You could for example generate this skybox once each release or maybe dynamically in the game each startup/every time it’s necessary, because everything else leads to problems.
For example: A Skybox basically has 4 verts and 2 tris per visible side (so at most you’d see three sides at once, so 12 verts and 6 tris), that’s cheap as nothing else. No impact on your power at all, not even on android.
Everything else is a problem: You could batch all quads together but then you don’t have culling anymore and you have at least 200k * 4 verts/2 tris. Which means 800k as Vertex Count, which is something.
You could also do clever batching and batch them side-by-side, then you see 200k * 4 verts / 5 * visible sides basically, however you then don’t do anything different than a skybox, only less performant.
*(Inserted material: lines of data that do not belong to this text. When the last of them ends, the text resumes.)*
//! Remote store backed by a shared `SQLite` file.
//!
//! Stands in for the cloud store during local development: several local
//! databases can push to and bootstrap from the same file. Change events
//! are only published for writes made through this handle; writes from other
//! processes are picked up by the next bootstrap.

use std::path::Path;
use std::sync::{Arc, Mutex, PoisonError};

use async_trait::async_trait;
use rusqlite::{params, Connection, ErrorCode, OptionalExtension};
use tokio::sync::broadcast;
use tokio::task::spawn_blocking;

use super::{
    validate_row, ChangeFeed, ChangeKind, RemoteChange, RemoteError, RemoteStore,
    CHANGE_FEED_CAPACITY,
};
use crate::mapping::RemoteRow;
use crate::models::EntityKind;

pub struct SqliteRemoteStore {
    conn: Arc<Mutex<Connection>>,
    changes: broadcast::Sender<RemoteChange>,
}

impl SqliteRemoteStore {
    /// Open (or create) the shared store file
    pub fn open(path: impl AsRef<Path>) -> Result<Self, RemoteError> {
        let conn = Connection::open(path).map_err(map_sqlite_error)?;
        Self::from_connection(conn)
    }

    /// Open an in-memory store (useful for testing)
    pub fn open_in_memory() -> Result<Self, RemoteError> {
        let conn = Connection::open_in_memory().map_err(map_sqlite_error)?;
        Self::from_connection(conn)
    }

    fn from_connection(conn: Connection) -> Result<Self, RemoteError> {
        conn.busy_timeout(std::time::Duration::from_secs(5))
            .map_err(map_sqlite_error)?;
        conn.execute_batch(
            "CREATE TABLE IF NOT EXISTS remote_rows (
                table_name TEXT NOT NULL,
                id TEXT NOT NULL,
                tenant_id TEXT NOT NULL,
                updated_at INTEGER NOT NULL,
                row_json TEXT NOT NULL,
                PRIMARY KEY (table_name, id)
            );
            CREATE INDEX IF NOT EXISTS idx_remote_rows_tenant
                ON remote_rows(table_name, tenant_id);",
        )
        .map_err(map_sqlite_error)?;

        let (changes, _) = broadcast::channel(CHANGE_FEED_CAPACITY);
        Ok(Self {
            conn: Arc::new(Mutex::new(conn)),
            changes,
        })
    }

    /// Run `work` against the connection on the blocking pool.
    ///
    /// A busy shared file can hold a statement for the whole busy timeout,
    /// which must not stall a runtime worker.
    async fn blocking<T, F>(&self, work: F) -> Result<T, RemoteError>
    where
        T: Send + 'static,
        F: FnOnce(&Connection) -> Result<T, RemoteError> + Send + 'static,
    {
        let conn = Arc::clone(&self.conn);
        spawn_blocking(move || {
            let conn = conn.lock().unwrap_or_else(PoisonError::into_inner);
            work(&conn)
        })
        .await
        .map_err(|error| RemoteError::Unavailable(format!("remote store task failed: {error}")))?
    }
}

/// Busy/locked databases and I/O trouble are worth retrying; constraint
/// failures are not.
fn map_sqlite_error(error: rusqlite::Error) -> RemoteError {
    match &error {
        rusqlite::Error::SqliteFailure(failure, _) => match failure.code {
            ErrorCode::DatabaseBusy | ErrorCode::DatabaseLocked => {
                RemoteError::Timeout(error.to_string())
            }
            ErrorCode::ConstraintViolation => RemoteError::rejected("23000", error.to_string()),
            _ => RemoteError::Unavailable(error.to_string()),
        },
        rusqlite::Error::FromSqlConversionFailure(..) | rusqlite::Error::InvalidColumnType(..) => {
            RemoteError::rejected("22000", error.to_string())
        }
        _ => RemoteError::Unavailable(error.to_string()),
    }
}

fn parse_row(raw: &str) -> Result<RemoteRow, RemoteError> {
    serde_json::from_str(raw)
        .map_err(|error| RemoteError::Unavailable(format!("corrupt stored row: {error}")))
}

#[async_trait]
impl RemoteStore for SqliteRemoteStore {
    async fn upsert(&self, table: &str, row: RemoteRow) -> Result<(), RemoteError> {
        let keys = validate_row(table, &row)?;
        let row_json = serde_json::to_string(&row)
            .map_err(|error| RemoteError::rejected("22000", error.to_string()))?;

        let table_name = table.to_string();
        let kind = self
            .blocking(move |conn| {
                let existing_tenant: Option<String> = conn
                    .query_row(
                        "SELECT tenant_id FROM remote_rows WHERE table_name = ? AND id = ?",
                        params![table_name, keys.id],
                        |row| row.get(0),
                    )
                    .optional()
                    .map_err(map_sqlite_error)?;

                let kind = match existing_tenant {
                    Some(tenant) if tenant != keys.tenant_id => {
                        return Err(RemoteError::rejected(
                            "42501",
                            format!("row {} belongs to another tenant", keys.id),
                        ));
                    }
                    Some(_) => ChangeKind::Update,
                    None => ChangeKind::Insert,
                };

                conn.execute(
                    "INSERT INTO remote_rows (table_name, id, tenant_id, updated_at, row_json)
                     VALUES (?, ?, ?, ?, ?)
                     ON CONFLICT(table_name, id) DO UPDATE SET
                        updated_at = excluded.updated_at,
                        row_json = excluded.row_json",
                    params![table_name, keys.id, keys.tenant_id, keys.updated_at, row_json],
                )
                .map_err(map_sqlite_error)?;
                Ok(kind)
            })
            .await?;

        let _ = self.changes.send(RemoteChange {
            table: table.to_string(),
            kind,
            row,
        });
        Ok(())
    }

    async fn fetch_updated_at(
        &self,
        table: &str,
        tenant_id: &str,
        id: &str,
    ) -> Result<Option<i64>, RemoteError> {
        let (table, tenant_id, id) = (table.to_string(), tenant_id.to_string(), id.to_string());
        self.blocking(move |conn| {
            conn.query_row(
                "SELECT updated_at FROM remote_rows
                 WHERE table_name = ? AND tenant_id = ? AND id = ?",
                params![table, tenant_id, id],
                |row| row.get(0),
            )
            .optional()
            .map_err(map_sqlite_error)
        })
        .await
    }

    async fn select_by_tenant(
        &self,
        table: &str,
        tenant_id: &str,
    ) -> Result<Vec<RemoteRow>, RemoteError> {
        if EntityKind::from_remote_table(table).is_none() {
            return Err(RemoteError::UnknownTable(table.to_string()));
        }

        let (table, tenant_id) = (table.to_string(), tenant_id.to_string());
        let raw_rows = self
            .blocking(move |conn| {
                let mut stmt = conn
                    .prepare(
                        "SELECT row_json FROM remote_rows
                         WHERE table_name = ? AND tenant_id = ?
                         ORDER BY updated_at ASC",
                    )
                    .map_err(map_sqlite_error)?;
                let rows = stmt
                    .query_map(params![table, tenant_id], |row| row.get::<_, String>(0))
                    .map_err(map_sqlite_error)?
                    .collect::<rusqlite::Result<Vec<_>>>()
                    .map_err(map_sqlite_error)?;
                Ok(rows)
            })
            .await?;

        raw_rows.iter().map(|raw| parse_row(raw)).collect()
    }

    fn subscribe(&self) -> Result<ChangeFeed, RemoteError> {
        Ok(self.changes.subscribe())
    }
}

#[cfg(test)]
mod tests {
    use super::*;
    use serde_json::json;
    use tempfile::tempdir;

    fn row(id: &str, tenant: &str, updated_at: &str) -> RemoteRow {
        json!({ "id": id, "tenant_id": tenant, "updated_at": updated_at, "make": "Seat" })
            .as_object()
            .cloned()
            .unwrap()
    }

    #[tokio::test]
    async fn upsert_then_select_by_tenant() {
        let store = SqliteRemoteStore::open_in_memory().unwrap();
        store
            .upsert("vehicles", row("v1", "g1", "2024-01-01T00:00:00.000Z"))
            .await
            .unwrap();
        store
            .upsert("vehicles", row("v2", "g2", "2024-01-01T00:00:00.000Z"))
            .await
            .unwrap();

        let rows = store.select_by_tenant("vehicles", "g1").await.unwrap();
        assert_eq!(rows.len(), 1);
        assert_eq!(rows[0]["id"], json!("v1"));
    }

    #[tokio::test]
    async fn upsert_is_idempotent() {
        let store = SqliteRemoteStore::open_in_memory().unwrap();
        let original = row("v1", "g1", "2024-01-01T00:00:00.000Z");
        store.upsert("vehicles", original.clone()).await.unwrap();
        store.upsert("vehicles", original.clone()).await.unwrap();

        let rows = store.select_by_tenant("vehicles", "g1").await.unwrap();
        assert_eq!(rows, vec![original]);
    }

    #[tokio::test]
    async fn rows_persist_across_handles() {
        let dir = tempdir().unwrap();
        let path = dir.path().join("cloud.db");
        {
            let store = SqliteRemoteStore::open(&path).unwrap();
            store
                .upsert("customers", row("c1", "g1", "1970-01-01T00:00:02.000Z"))
                .await
                .unwrap();
        }

        let reopened = SqliteRemoteStore::open(&path).unwrap();
        assert_eq!(
            reopened.fetch_updated_at("customers", "g1", "c1").await.unwrap(),
            Some(2000)
        );
    }

    #[tokio::test]
    async fn unknown_tables_are_rejected() {
        let store = SqliteRemoteStore::open_in_memory().unwrap();
        let error = store.select_by_tenant("invoices", "g1").await.unwrap_err();
        assert_eq!(error, RemoteError::UnknownTable("invoices".into()));
    }

    #[tokio::test]
    async fn concurrent_calls_share_one_connection() {
        let store = Arc::new(SqliteRemoteStore::open_in_memory().unwrap());
        let writes = (0..8).map(|index| {
            let store = Arc::clone(&store);
            tokio::spawn(async move {
                store
                    .upsert("vehicles", row(&format!("v{index}"), "g1", "2024-01-01T00:00:00.000Z"))
                    .await
            })
        });
        for result in futures::future::join_all(writes).await {
            result.unwrap().unwrap();
        }

        assert_eq!(store.select_by_tenant("vehicles", "g1").await.unwrap().len(), 8);
    }
}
OpenGL also has a support for Points with a given width so you could use that but that requires some work and computation power BUT removing your ability for complex shaped stars or glowing effects to some degree.
If you however want to travel the stars so some have to become bigger whereas others will stay small, you have to do another thing. Something like “never reachable stars” as background and only a few dynamic. And maybe dynamically switching those Skyboxes (far, middle, near)
So it depends on your usecase and if you don’t want to do some physically correct “explore the space thing”, fake as much as possible.
Also putting 2mio stars seems to much for me: Do you really see the difference? Plus: Not adding them to the scenegraph but rather having some Paging/Zone Algorithm (as in only showing the current galaxy and such).
You could also give particles a try, they essentially are millions of small quads, but again, nothing compares to the good old skybox
The following thread may be of interest:
http://www.gamedev.net/topic/645976-good-far-plane-distance-for-space-game/
I think the best option is to use the render-to-cubemap capability to generate the skybox at runtime.
You “bake” the 200K stars into the skybox cubemap and update it from time to time (e.g. each minute) as the player moves around in the world.
If they get too close to a star then you pull it out of the skybox and render it as a regular point sprite or however you render your stars right now.
Ah okay, so the stars are static.
Then just create the skybox for all cells (3 x 3 x 3 = 27 cubemaps for all near places - 27 cells).
If the player is going to transition to one of the neighbor-cells start your render-to-texture and create the missing cells in the new position (some cells will stay the same - e.g. if the player flies back they will be used again).
You could also create an async loading mechanism that caches these textures on the hard drive, for example for the surrounding 5 x 5 x 5 = 125 cells (which is 125 x 6 = 750 pictures - when using png that should be around 2 or 4 Megabytes each, which is around 3 Gigabyte of disk space).
Maybe there is already an implementation.
Maybe the lik that @loopies posted has some applicable technique.
EDIT: interpolation will be the key problem.
EDIT: + use that difference between near and far far away stars mentioned in other thread
I solved my star problem today thanks to people pointing me to the render to cube map technique.
Here is the breakdown:
Coordinate system:
Keep in mind it’s just the current scale … I can now go VERY big or VERY small if I wantt.
1 unit is 500 kilometer
1 zone = 500 y units, 500 x units, 500 z units
User’s view-able radius is 10 zones in all directions (the network layer will transmit cords for entities in that area.)
NOTE: You can only see stars 10 zones away. Planets are too small.
The Rendering:
Objects within 10 zones of the player are rendered normally.
Objects 11 - 100 zones away … basically ONLY stars … are rendered on an off screen buffer cube map so that I keep all the details
Objects 101 - 1000 zones away are rendered are particles on the same off screen buffer cube map
Objects over 1000 zones away are culled
My entity management system is double precision even on the client … So I can do cool stuff like highlight a star on the hud even though it is on the cube map.